The humanities, in other words, are good at thinking about thinking. If this sounds like one more way to stall climate change action, getting mired in abstraction and distancing one’s self from doing anything, it is not. For the humanities have also demonstrated that thinking itself is a form of doing. In a recent book, Astra Taylor writes that democracy is a theory and a practice (88).7 And, importantly for me here, the practice is part of the theory. Democratic theory is realized in practices that will always improvise and adapt to situations and feed back into the theory to create something new. So, too, thinking. I want to exercise a practice of thinking, which is also a practice of conversation and co-writing. We can never know what the humanities can contribute to the climate change impasse without trying out a range of possibilities, a practice in which, happily, many scholars are now engaged. There is a value in participating in those conversations and practices even when, especially when, we’re not sure where our thinking will lead.

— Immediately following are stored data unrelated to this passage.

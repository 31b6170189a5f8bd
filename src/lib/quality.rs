//! Quality gating of index read pairs.
//!
//! Each quad's two index reads are checked against a mean and a minimum Phred
//! threshold before any matching is attempted.  The mean is checked for both indexes
//! before the minimum is checked for either; the order does not change whether a quad
//! is accepted, but it determines which rejection counter is attributed.

/// The offset subtracting an ASCII quality character down to its Phred score.
const PHRED_OFFSET: u8 = 33;

/// The minimum and mean Phred score thresholds applied to index reads.
#[derive(Debug, Clone, Copy)]
pub struct QualityThresholds {
    /// Reject a quad when any single base quality in an index read is below this.
    pub min_score: u8,
    /// Reject a quad when the mean base quality of an index read is below this.
    pub mean_score: u8,
}

/// Which check rejected a quad; attributes the rejection to a counter.
#[derive(Debug, Clone, Copy, PartialEq, Eq)]
pub enum QualityRejection {
    Index1BelowMean,
    Index2BelowMean,
    Index1BelowMin,
    Index2BelowMin,
}

/// Evaluate an index read pair against the thresholds.
///
/// Returns `None` when the quad passes, otherwise the first check that failed in the
/// fixed order: index1 mean, index2 mean, index1 min, index2 min.
pub fn evaluate(
    index1_quals: &[u8],
    index2_quals: &[u8],
    thresholds: &QualityThresholds,
) -> Option<QualityRejection> {
    if mean_score(index1_quals) < f64::from(thresholds.mean_score) {
        Some(QualityRejection::Index1BelowMean)
    } else if mean_score(index2_quals) < f64::from(thresholds.mean_score) {
        Some(QualityRejection::Index2BelowMean)
    } else if min_score(index1_quals) < thresholds.min_score {
        Some(QualityRejection::Index1BelowMin)
    } else if min_score(index2_quals) < thresholds.min_score {
        Some(QualityRejection::Index2BelowMin)
    } else {
        None
    }
}

/// The mean Phred score of an ASCII quality string, 0.0 for an empty string.
fn mean_score(quals: &[u8]) -> f64 {
    if quals.is_empty() {
        return 0.0;
    }
    let total: u64 = quals.iter().map(|q| u64::from(q - PHRED_OFFSET)).sum();
    total as f64 / quals.len() as f64
}

/// The minimum Phred score of an ASCII quality string, 0 for an empty string.
fn min_score(quals: &[u8]) -> u8 {
    quals.iter().map(|q| q - PHRED_OFFSET).min().unwrap_or(0)
}
#![allow(clippy::missing_errors_doc, clippy::missing_panics_doc)]
use std::process::exit;

use fqdemux_lib::opts::setup;
use fqdemux_lib::run::run;
use log::error;

#[global_allocator]
static GLOBAL: mimalloc::MiMalloc = mimalloc::MiMalloc;

fn main() {
    let opts = setup();

    if let Err(err) = run(opts) {
        error!("{:#}", err);
        exit(1);
    }
}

Waypoints: I’ve come to the field of climate change studies relatively late in my career. Often that sense of lateness is beset by the typical academic concerns—I don’t know as much as others, how could I possibly “catch up,” and so on—but sometimes that lateness also has a different register. This morning, for example, before sitting down to write this chapter, I heard on the radio that a space the size of 2,000 football fields is now being burnt in the Amazon rain forest each day. The rain forest not only absorbs carbon dioxide but also provides 30 percent of the world’s oxygen. Jair Bolsonaro, however, was elected president of Brazil in January 2019 because he promised to develop the land, and farmers interviewed on the radio said, not unreasonably, that their livelihoods depended on clearing the trees so that they could farm. It reminded me of the debate so frequently heard in Canada between those who want to stop oil pipelines and those who depend upon their expansion for jobs to feed themselves and their families. This account of the rain forest burning—the reporter described thick plumes of smoke filling the sky—is only one of the countless contests between planetary survival and jobs that are occurring almost everywhere. When I hear it (and before I begin to interpret it), I am stunned. I feel ever more acutely that I am, we are, too late to respond adequately to climate change; that we have not established the practices of working together, collaboratively, to do whatever is necessary to offset further harm to existing ecosystems; that we are carrying on in a surreal space (as I am here) as if we can still do all the things we have usually done, write books, teach classes, attend conferences. That capitalism, capped or not, will swallow it all and grow bigger. This is a detour. My belatedness punctures the present moment in which I write. Meanwhile, fields and fields of old-growth rain forest continue to burn.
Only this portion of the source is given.